"No futuro, haverá, sem dúvida, uma nova pandemia ou recrudescimento [das infeções por covid-19]", considerou António Vitorino, durante a sua intervenção no Seminário Diplomático 2023, que decorre entre hoje e quinta-feira em Lisboa.
"Não vai ser possível gerir a nova pandemia como gerimos esta. Basta ver o que acontece na China neste momento: um país muito disciplinado e disciplinador, mas que teve de ceder à pressão da opinião pública", levantando as restrições e os confinamentos da população, referiu.
"Na próxima pandemia vai ter de haver um controlo para permitir a mobilidade humana mesmo em confinamento. Isto exige investimento em equipamento, em infraestruturas e na formação dos guardas de fronteiras e dos responsáveis na gestão das fronteiras", avisou o diretor-geral da OIM, agência que integra o sistema das Nações Unidas.
Segundo António Vitorino, a pandemia teve impactos muito assimétricos, mas, ao contrário do que chegou a ser vaticinado, não acabou com as migrações.
"As chegadas ao Mediterrâneo Oriental e à Grécia diminuíram, mas na Itália triplicam todos os anos (chegando às 105 mil no ano passado)", descreveu, acrescentando que "os números mantiveram-se estáveis em Espanha, exceto na rota do Atlântico, para as Canárias, onde têm vindo a aumentar".
A pandemia de covid-19 "também não teve muitos reflexos no continente americano", embora o número de migrantes da Venezuela esteja "prestes a atingir os seis milhões" e os que saem daquele país tenham passado a "ser responsáveis por um aumento da tensão na fronteira dos Estados Unidos com o México", disse.
O que foi "uma constante em todas as regiões do mundo foi o aumento do número de migrantes que recorreram a redes de tráfico", alertou o diretor-geral da OIM.
Além disso, avançou, o comportamento das remessas de emigrantes também foi uma surpresa, já que nalguns países diminuíram e noutros aumentaram.
"Verificou-se que uma parte dessas remessas era transferida por via pessoal", quando familiares ou amigos se deslocavam ao país de origem e levavam dinheiro, relatou ainda o representante.
"Com o fecho dessa via [causado pelos confinamentos e proibições de deslocações], as remessas entraram mais nos circuitos legais", descreveu, sublinhando que "a quebra global [dos valores das remessas] foi de apenas 2% e o valor retomou logo no segundo ano da pandemia, em 2021".

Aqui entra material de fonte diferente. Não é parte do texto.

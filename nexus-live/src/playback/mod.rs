/// Gapless playback scheduling
pub mod scheduler;

/// Output sink abstraction and cpal implementation
pub mod sink;

// Re-export commonly used types
pub use scheduler::{PlaybackScheduler, PlaybackUnit};
pub use sink::{AudioSink, CpalSink, PLAYBACK_SAMPLE_RATE};
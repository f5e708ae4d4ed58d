//! Real-time voice session client
//!
//! Streams microphone audio to a bidirectional generative voice
//! endpoint and plays model responses back gaplessly, with immediate
//! interruption when the server abandons a turn. A REST client covers
//! the companion text-chat and image-generation calls.
//!
//! # Quick start
//!
//! ```no_run
//! use nexus_live::live::{LiveSession, SessionEvent};
//! use nexus_live::network::LiveConfig;
//!
//! #[tokio::main]
//! async fn main() {
//!     nexus_live::utils::logging::init_logging();
//!
//!     let mut session = LiveSession::new(LiveConfig::new());
//!     session
//!         .connect("your-api-key", |event| {
//!             if event == SessionEvent::Closed {
//!                 println!("session over");
//!             }
//!         })
//!         .await
//!         .unwrap();
//! }
//! ```

/// Microphone capture, devices and resampling
pub mod audio;

/// PCM16 encode/decode
pub mod codec;

/// REST client for text and image generation
pub mod genai;

/// End-to-end voice session management
pub mod live;

/// WebSocket communication with the live endpoint
pub mod network;

/// Gapless, interruptible playback
pub mod playback;

/// Session lifecycle state machine
pub mod state;

/// Logging and global error handling
pub mod utils;
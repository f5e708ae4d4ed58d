//! Minimal live voice session from the terminal.
//!
//! Usage:
//! ```sh
//! GEMINI_API_KEY=... cargo run --example voice_demo
//! ```
//! Speak into the default microphone; responses play on the default
//! output device. Ctrl-C to quit.

use anyhow::Context;
use nexus_live::live::{LiveSession, SessionEvent};
use nexus_live::network::LiveConfig;

#[tokio::main]
async fn main() -> anyhow::Result<()> {
    nexus_live::utils::logging::init_logging();

    let api_key = std::env::var("GEMINI_API_KEY")
        .context("set GEMINI_API_KEY to your API key")?;

    let mut session = LiveSession::new(LiveConfig::new());

    session
        .connect(&api_key, |event| match event {
            SessionEvent::Connected => println!("connected, start talking"),
            SessionEvent::Interrupted => println!("(interrupted)"),
            SessionEvent::TurnComplete => println!("(turn complete)"),
            SessionEvent::Closed => println!("session closed"),
            SessionEvent::Error { message } => eprintln!("session error: {message}"),
        })
        .await
        .context("failed to start voice session")?;

    tokio::signal::ctrl_c().await?;

    session.disconnect().await?;
    Ok(())
}
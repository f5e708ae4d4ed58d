use crate::audio::error::{AudioError, AudioResult};
use rubato::{
    Resampler, SincFixedIn, SincInterpolationParameters, SincInterpolationType, WindowFunction,
};
use tracing::{debug, info};

/// Mono sample-rate converter
///
/// Sinc-interpolating resampler used to bring hardware-rate microphone
/// audio down to the 16 kHz the live endpoint expects. Consumes fixed
/// 10 ms input chunks; `process_buffered` handles arbitrary batch sizes
/// by accumulating into a caller-held buffer.
pub struct AudioResampler {
    resampler: SincFixedIn<f32>,
    /// Input buffer for rubato (channels x samples)
    input_buffer: Vec<Vec<f32>>,
    /// Output buffer for rubato (channels x samples)
    output_buffer: Vec<Vec<f32>>,
    input_rate: u32,
    output_rate: u32,
    /// Number of input samples per chunk
    chunk_size: usize,
}

impl AudioResampler {
    /// Create a resampler for the given rate pair.
    ///
    /// # Errors
    /// `AudioError::ResampleFailed` if the resampler cannot be created.
    pub fn new(input_rate: u32, output_rate: u32) -> AudioResult<Self> {
        info!("Creating resampler: {} Hz -> {} Hz", input_rate, output_rate);

        let ratio = output_rate as f64 / input_rate as f64;

        let params = SincInterpolationParameters {
            sinc_len: 256,
            f_cutoff: 0.95,
            interpolation: SincInterpolationType::Linear,
            oversampling_factor: 256,
            window: WindowFunction::BlackmanHarris2,
        };

        // 10ms of input per chunk
        let chunk_size = (input_rate / 100) as usize;

        let resampler = SincFixedIn::<f32>::new(ratio, 2.0, params, chunk_size, 1)
            .map_err(|e| AudioError::ResampleFailed(format!("Failed to create resampler: {}", e)))?;

        let input_buffer = resampler.input_buffer_allocate(true);
        let output_buffer = resampler.output_buffer_allocate(true);

        debug!(
            "Resampler ready: chunk_size={}, max_output={}",
            chunk_size,
            resampler.output_frames_max()
        );

        Ok(Self {
            resampler,
            input_buffer,
            output_buffer,
            input_rate,
            output_rate,
            chunk_size,
        })
    }

    /// Resample exactly one input chunk (`chunk_size` samples).
    ///
    /// # Errors
    /// `AudioError::ResampleFailed` on a size mismatch or rubato failure.
    pub fn process(&mut self, input: &[f32]) -> AudioResult<Vec<f32>> {
        if input.len() != self.chunk_size {
            return Err(AudioError::ResampleFailed(format!(
                "Input size mismatch: expected {} samples, got {}",
                self.chunk_size,
                input.len()
            )));
        }

        self.input_buffer[0].copy_from_slice(input);

        let (_consumed, generated) = self
            .resampler
            .process_into_buffer(&self.input_buffer, &mut self.output_buffer, None)
            .map_err(|e| AudioError::ResampleFailed(format!("Resampling failed: {}", e)))?;

        Ok(self.output_buffer[0][..generated].to_vec())
    }

    /// Resample a variable-length batch, accumulating leftover samples in
    /// `buffer` until a whole chunk is available.
    pub fn process_buffered(
        &mut self,
        input: &[f32],
        buffer: &mut Vec<f32>,
    ) -> AudioResult<Vec<f32>> {
        buffer.extend_from_slice(input);

        let mut output = Vec::new();
        while buffer.len() >= self.chunk_size {
            let chunk: Vec<f32> = buffer.drain(..self.chunk_size).collect();
            output.extend(self.process(&chunk)?);
        }

        Ok(output)
    }

    /// Clear internal filter state, for reuse across sessions.
    pub fn reset(&mut self) {
        debug!("Resetting resampler");
        self.resampler.reset();
        for channel in &mut self.input_buffer {
            channel.fill(0.0);
        }
        for channel in &mut self.output_buffer {
            channel.fill(0.0);
        }
    }

    /// Input sample rate in Hz
    pub fn input_rate(&self) -> u32 {
        self.input_rate
    }

    /// Output sample rate in Hz
    pub fn output_rate(&self) -> u32 {
        self.output_rate
    }

    /// Number of input samples consumed per `process` call
    pub fn chunk_size(&self) -> usize {
        self.chunk_size
    }
}

#[cfg(test)]
mod tests {
    use super::*;

    #[test]
    fn test_resample_48k_to_16k() {
        let mut resampler = AudioResampler::new(48000, 16000).unwrap();
        assert_eq!(resampler.chunk_size(), 480);

        let input: Vec<f32> = (0..480)
            .map(|i| (i as f32 * 0.01 * std::f32::consts::PI).sin())
            .collect();
        let output = resampler.process(&input).unwrap();

        // SincFixedIn buffering makes exact sizes fuzzy; expect ~160.
        assert!(
            (output.len() as i32 - 160).abs() < 50,
            "expected ~160 samples, got {}",
            output.len()
        );
        for &sample in &output {
            assert!(sample.abs() <= 1.001);
        }
    }

    #[test]
    fn test_resample_wrong_input_size_fails() {
        let mut resampler = AudioResampler::new(48000, 16000).unwrap();
        assert!(resampler.process(&[0.0; 100]).is_err());
    }

    #[test]
    fn test_resample_buffered_accumulates() {
        let mut resampler = AudioResampler::new(48000, 16000).unwrap();
        let mut buffer = Vec::new();

        // 200 samples: not yet a full 480-sample chunk
        let out1 = resampler
            .process_buffered(&vec![0.5; 200], &mut buffer)
            .unwrap();
        assert!(out1.is_empty());

        let out2 = resampler
            .process_buffered(&vec![0.5; 400], &mut buffer)
            .unwrap();
        assert!(!out2.is_empty());
        assert_eq!(buffer.len(), 120); // 600 - 480 leftover
    }

    #[test]
    fn test_resample_reset_allows_reuse() {
        let mut resampler = AudioResampler::new(44100, 16000).unwrap();
        let input = vec![1.0f32; resampler.chunk_size()];

        let _ = resampler.process(&input).unwrap();
        resampler.reset();
        let output = resampler.process(&input).unwrap();
        assert!(!output.is_empty());
    }

    #[test]
    fn test_resample_signal_amplitude_preserved() {
        let mut resampler = AudioResampler::new(48000, 16000).unwrap();

        let freq = 440.0;
        let input: Vec<f32> = (0..480)
            .map(|i| {
                let t = i as f32 / 48000.0;
                (2.0 * std::f32::consts::PI * freq * t).sin()
            })
            .collect();

        let output = resampler.process(&input).unwrap();
        let max_amplitude = output.iter().map(|v| v.abs()).fold(0.0f32, f32::max);
        assert!(max_amplitude > 0.5 && max_amplitude <= 1.01);
    }
}
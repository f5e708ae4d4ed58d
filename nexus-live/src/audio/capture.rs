use crate::audio::device::default_or_named_input;
use crate::audio::error::{AudioError, AudioResult};
use cpal::traits::{DeviceTrait, StreamTrait};
use cpal::StreamConfig;
use std::sync::atomic::{AtomicBool, Ordering};
use std::sync::Arc;
use std::thread::{self, JoinHandle};
use std::time::Duration;
use tokio::sync::mpsc;
use tracing::{debug, error, info, warn};

/// Microphone capture
///
/// Runs the cpal input stream on a dedicated thread (cpal streams are
/// not `Send`) and pushes raw hardware-rate sample batches through a
/// channel. The audio callback never blocks: when the channel is full
/// the batch is dropped.
pub struct AudioCapture {
    device_id: Option<String>,
    /// Sample rate of the input device
    sample_rate: u32,
    /// Number of channels delivered by the device
    channels: u16,
    /// Shared flag that keeps the stream thread alive
    running: Arc<AtomicBool>,
    /// Stream thread handle
    thread_handle: Option<JoinHandle<()>>,
}

/// Remote stop switch for a running capture.
///
/// Lets the session's event timeline release the microphone on remote
/// close without owning the capture itself. Stopping through the handle
/// is idempotent and races safely with `AudioCapture::stop`.
#[derive(Clone)]
pub struct CaptureStopHandle {
    running: Arc<AtomicBool>,
}

impl CaptureStopHandle {
    /// Request that the capture thread release the device and exit.
    pub fn stop(&self) {
        if self.running.swap(false, Ordering::SeqCst) {
            info!("Capture stop requested via handle");
        }
    }
}

impl AudioCapture {
    /// Open the default input device, or a named one.
    ///
    /// # Errors
    /// `AudioError::DeviceUnavailable` when no input device exists.
    pub fn new(device_id: Option<&str>) -> AudioResult<Self> {
        let device = default_or_named_input(device_id)?;

        let device_name = device.name().unwrap_or_else(|_| "Unknown".to_string());
        info!("Using audio input device: {}", device_name);

        let config = device.default_input_config()?;
        let sample_rate = config.sample_rate().0;
        let channels = config.channels();

        info!("Device config: {} Hz, {} channels", sample_rate, channels);

        Ok(Self {
            device_id: device_id.map(str::to_string),
            sample_rate,
            channels,
            running: Arc::new(AtomicBool::new(false)),
            thread_handle: None,
        })
    }

    /// Start capturing.
    ///
    /// Interleaved f32 batches arrive on `sender` at whatever cadence
    /// the hardware delivers them. Returns once the stream is live.
    ///
    /// # Errors
    /// `AudioError::PermissionDenied` when the OS refuses microphone
    /// access, `AudioError::DeviceUnavailable` if the device vanished,
    /// `AudioError::StreamBuildFailed` for other build failures.
    pub fn start(&mut self, sender: mpsc::Sender<Vec<f32>>) -> AudioResult<()> {
        if self.running.load(Ordering::SeqCst) {
            warn!("Audio capture already started");
            return Ok(());
        }

        info!("Starting audio capture");

        let device = default_or_named_input(self.device_id.as_deref())?;
        let config = StreamConfig {
            channels: self.channels,
            sample_rate: cpal::SampleRate(self.sample_rate),
            buffer_size: cpal::BufferSize::Default,
        };

        let running = Arc::clone(&self.running);
        let running_for_loop = Arc::clone(&self.running);
        running.store(true, Ordering::SeqCst);

        // The stream must live on its own thread; report build success or
        // failure back synchronously so start() can surface it.
        let (ready_tx, ready_rx) = std::sync::mpsc::channel::<AudioResult<()>>();

        let handle = thread::Builder::new()
            .name("nexus-capture".to_string())
            .spawn(move || {
                let stream = device.build_input_stream(
                    &config,
                    move |data: &[f32], _: &cpal::InputCallbackInfo| {
                        if !running.load(Ordering::Relaxed) {
                            return;
                        }
                        // try_send keeps the audio thread non-blocking; a
                        // full channel means the consumer fell behind and
                        // this batch is dropped.
                        let _ = sender.try_send(data.to_vec());
                    },
                    move |err| {
                        error!("Audio stream error: {}", err);
                    },
                    None,
                );

                let stream = match stream {
                    Ok(stream) => stream,
                    Err(e) => {
                        let _ = ready_tx.send(Err(AudioError::from_build_error(e)));
                        return;
                    }
                };

                if let Err(e) = stream.play() {
                    let _ = ready_tx.send(Err(AudioError::StreamError(e.to_string())));
                    return;
                }

                let _ = ready_tx.send(Ok(()));

                while running_for_loop.load(Ordering::Relaxed) {
                    thread::sleep(Duration::from_millis(10));
                }

                // Stream dropped here, releasing the device
                debug!("Capture thread exiting");
            })
            .map_err(|e| AudioError::StreamError(e.to_string()))?;

        match ready_rx.recv_timeout(Duration::from_secs(5)) {
            Ok(Ok(())) => {
                self.thread_handle = Some(handle);
                info!("Audio capture started");
                Ok(())
            }
            Ok(Err(e)) => {
                self.running.store(false, Ordering::SeqCst);
                let _ = handle.join();
                Err(e)
            }
            Err(_) => {
                self.running.store(false, Ordering::SeqCst);
                let _ = handle.join();
                Err(AudioError::StreamError(
                    "timed out waiting for capture stream".to_string(),
                ))
            }
        }
    }

    /// Stop capturing and release the device. Safe to call repeatedly.
    pub fn stop(&mut self) {
        self.running.store(false, Ordering::SeqCst);

        if let Some(handle) = self.thread_handle.take() {
            info!("Stopping audio capture");
            let _ = handle.join();
            debug!("Audio capture stopped");
        }
    }

    /// A handle that can stop this capture from another task.
    pub fn stop_handle(&self) -> CaptureStopHandle {
        CaptureStopHandle {
            running: Arc::clone(&self.running),
        }
    }

    /// Sample rate of the input device in Hz
    pub fn sample_rate(&self) -> u32 {
        self.sample_rate
    }

    /// Number of channels the device delivers
    pub fn channels(&self) -> u16 {
        self.channels
    }

    /// True while a stream is live
    pub fn is_capturing(&self) -> bool {
        self.running.load(Ordering::SeqCst)
    }
}

impl Drop for AudioCapture {
    fn drop(&mut self) {
        self.stop();
    }
}
/// Network communication and WebSocket handling
///
/// This module provides types and utilities for communicating with the
/// live bidirectional voice endpoint via WebSocket.

/// WebSocket connection management
pub mod connection;

/// Network error types
pub mod error;

/// WebSocket message type definitions
pub mod messages;

/// Async tasks for concurrent send/receive operations
pub mod tasks;

// Re-export commonly used types
pub use connection::{
    LiveConfig, LiveConnection, WsReader, WsWriter, DEFAULT_LIVE_INSTRUCTION, DEFAULT_LIVE_MODEL,
    DEFAULT_VOICE,
};
pub use error::{NetworkError, NetworkResult};
pub use messages::{
    InlineData, MediaChunk, RealtimeInputMessage, ServerContent, ServerMessage, SetupMessage,
    INPUT_AUDIO_MIME,
};
pub use tasks::{receiver_task, sender_task, ServerEvent};
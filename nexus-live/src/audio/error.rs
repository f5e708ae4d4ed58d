use thiserror::Error;

/// Audio-related errors
#[derive(Error, Debug)]
pub enum AudioError {
    /// No usable audio device exists
    #[error("No audio device available: {0}")]
    DeviceUnavailable(String),

    /// The OS refused access to the device
    #[error("Audio device access denied: {0}")]
    PermissionDenied(String),

    /// Failed to build audio stream
    #[error("Failed to build audio stream: {0}")]
    StreamBuildFailed(String),

    /// Audio stream error
    #[error("Audio stream error: {0}")]
    StreamError(String),

    /// Resampling failed
    #[error("Resampling failed: {0}")]
    ResampleFailed(String),

    /// Device name is invalid
    #[error("Device name is invalid UTF-8")]
    InvalidDeviceName,

    /// cpal error
    #[error("cpal error: {0}")]
    CpalError(#[from] cpal::DevicesError),

    /// Default config error
    #[error("Default config error: {0}")]
    DefaultConfigError(#[from] cpal::DefaultStreamConfigError),

    /// Supported config error
    #[error("Supported config error: {0}")]
    SupportedConfigError(#[from] cpal::SupportedStreamConfigsError),
}

impl AudioError {
    /// Classify a cpal stream build failure.
    ///
    /// cpal reports OS-level denial and unplugged devices through the
    /// same error type; the session surface needs them apart.
    pub fn from_build_error(err: cpal::BuildStreamError) -> Self {
        match err {
            cpal::BuildStreamError::DeviceNotAvailable => {
                AudioError::DeviceUnavailable("device disappeared during stream build".to_string())
            }
            cpal::BuildStreamError::BackendSpecific { err }
                if err.description.to_lowercase().contains("denied")
                    || err.description.to_lowercase().contains("permission") =>
            {
                AudioError::PermissionDenied(err.description)
            }
            other => AudioError::StreamBuildFailed(other.to_string()),
        }
    }
}

/// Result type for audio operations
pub type AudioResult<T> = Result<T, AudioError>;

Lembrando que a última vez que participou no Seminário Diplomático -- a reunião anual de embaixadores de Portugal no estrangeiro para debater as prioridades da política externa -- foi há quatro anos, António Vitorino admitiu que "o mundo parece ser outro" e que as preocupações mudaram desde 2019, numa referência a um cenário mundial que se viu confrontado com uma crise sanitária, alterações climáticas e uma guerra em plena Europa.